UDP/P2Y6 receptor signaling regulates IgE-dependent degranulation in human basophils

Abstract Background P2Y purinergic receptors (P2YR) are G protein-coupled receptors that are stimulated by extracellular nucleotides. They mediate cellular effects by regulating cAMP production, protein kinase C activation, inositol trisphosphate generation, and Ca 2+ release from intracellular stores. The P2Y6 receptor of this family is selectively stimulated by UDP, and selectively inhibited by MRS2578. In the present study, we examined the effect of UDP/P2Y6 receptor signaling on IgE-dependent degranulation in human basophils. Methods Basophils were purified from human peripheral blood. The mRNA expression of genes encoding P2YR and ecto-nucleoside triphosphate diphosphohydrolase (ENTPDase) was measured by RT-PCR. Intracellular Ca 2+ influx via UDP/P2Y6 receptor signaling in basophils was detected using a calcium probe.
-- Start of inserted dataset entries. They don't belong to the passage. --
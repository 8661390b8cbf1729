use std::fmt;

use anyhow::{Result, bail};
use chrono::{DateTime, NaiveDateTime, Utc};
use serde::{Deserialize, Serialize};
use uuid::Uuid;

use super::{Department, UserId};

#[derive(Debug, Clone, Copy, PartialEq, Eq, Hash, Serialize, Deserialize)]
#[serde(transparent)]
pub struct EventId(pub Uuid);

impl EventId {
    pub fn generate() -> Self {
        Self(Uuid::new_v4())
    }
}

impl fmt::Display for EventId {
    fn fmt(&self, f: &mut fmt::Formatter<'_>) -> fmt::Result {
        self.0.fmt(f)
    }
}

/// A resolved invitee or check-in: display name plus user id.
#[derive(Debug, Clone, PartialEq, Eq, Serialize, Deserialize)]
pub struct Attendee {
    pub name: String,
    pub id: UserId,
}

/// An attendance-tracked gathering, as persisted.
#[derive(Debug, Clone, PartialEq, Serialize, Deserialize)]
#[serde(rename_all = "camelCase")]
pub struct Event {
    pub id: EventId,
    pub name: String,
    pub start_date: DateTime<Utc>,
    pub end_date: DateTime<Utc>,
    pub departments: Vec<Department>,
    /// Check-ins. Always empty at creation.
    pub attendees: Vec<Attendee>,
    pub invited_attendees: Vec<Attendee>,
    pub has_started: bool,
    /// Data URL of the check-in QR code, or `""` when none was requested.
    pub qr_code: String,
}

/// Request to create an event.
#[derive(Debug, Clone, PartialEq, Serialize, Deserialize)]
#[serde(rename_all = "camelCase")]
pub struct CreateEvent {
    pub name: String,
    pub start_date: DateTime<Utc>,
    pub end_date: DateTime<Utc>,
    pub departments: Vec<Department>,
    pub attendees: Vec<UserId>,
    pub is_qr_required: bool,
}

const NAIVE_FORMATS: &[&str] = &["%Y-%m-%dT%H:%M:%S", "%Y-%m-%dT%H:%M"];

/// Parse an instant given as RFC 3339, or as a zone-less
/// `YYYY-MM-DDTHH:MM[:SS]` which is read as UTC.
pub fn parse_instant(input: &str) -> Result<DateTime<Utc>> {
    let input = input.trim();
    if let Ok(at) = DateTime::parse_from_rfc3339(input) {
        return Ok(at.with_timezone(&Utc));
    }
    for format in NAIVE_FORMATS {
        if let Ok(naive) = NaiveDateTime::parse_from_str(input, format) {
            return Ok(naive.and_utc());
        }
    }
    bail!("invalid timestamp '{input}' (expected RFC 3339 or YYYY-MM-DDTHH:MM)")
}

#[cfg(test)]
mod tests {
    use super::*;
    use chrono::TimeZone;

    #[test]
    fn parses_minute_precision_as_utc() {
        let at = parse_instant("2024-01-01T09:00").unwrap();
        assert_eq!(at, Utc.with_ymd_and_hms(2024, 1, 1, 9, 0, 0).unwrap());
    }

    #[test]
    fn parses_rfc3339_with_offset() {
        let at = parse_instant("2024-01-01T11:00:00+02:00").unwrap();
        assert_eq!(at, Utc.with_ymd_and_hms(2024, 1, 1, 9, 0, 0).unwrap());
    }

    #[test]
    fn parses_seconds_without_zone() {
        let at = parse_instant(" 2024-03-05T18:30:15 ").unwrap();
        assert_eq!(at, Utc.with_ymd_and_hms(2024, 3, 5, 18, 30, 15).unwrap());
    }

    #[test]
    fn rejects_garbage() {
        assert!(parse_instant("next tuesday").is_err());
        assert!(parse_instant("").is_err());
    }

    #[test]
    fn event_persists_in_camel_case() {
        let start = Utc.with_ymd_and_hms(2024, 1, 1, 9, 0, 0).unwrap();
        let event = Event {
            id: EventId(Uuid::nil()),
            name: "Kickoff".to_string(),
            start_date: start,
            end_date: start,
            departments: vec![Department::Engineering],
            attendees: vec![],
            invited_attendees: vec![Attendee {
                name: "Ada".to_string(),
                id: UserId::from("u1"),
            }],
            has_started: false,
            qr_code: String::new(),
        };
        let json = serde_json::to_value(&event).unwrap();
        assert_eq!(json["hasStarted"], false);
        assert_eq!(json["qrCode"], "");
        assert_eq!(json["invitedAttendees"][0]["name"], "Ada");
        assert_eq!(json["invitedAttendees"][0]["id"], "u1");
        assert_eq!(json["attendees"], serde_json::json!([]));
        assert_eq!(json["departments"], serde_json::json!(["engineering"]));
        assert!(json.get("startDate").is_some());
    }
}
The effect of UDP/P2Y6 receptor signaling on IgE-dependent degranulation in basophils was confirmed by measuring CD63 expression by flow cytometry. Autocrine secretion of nucleotides was detected by HPLC analysis. Results We showed that purified basophils express P2Y6 mRNA and that UDP increased intracellular Ca 2+ , which was reduced by MRS2578 treatment. UDP promoted IgE-dependent degranulation. Furthermore, MRS2578 inhibited IgE-dependent degranulation in basophils. HPLC analysis indicated that basophils spontaneously secrete UTP. In addition, basophils expressed the extracellular nucleotide hydrolases ENTPDase2, ENTPDase3, and ENTPDase8. Conclusions This study showed that UDP/P2Y6 receptor signaling is involved in the regulation of IgE-dependent degranulation in basophils, which might stimulate the P2Y6 receptor via the autocrine secretion of UTP. Thus, this receptor represents a potential target to regulate IgE-dependent degranulation in basophils during allergic diseases.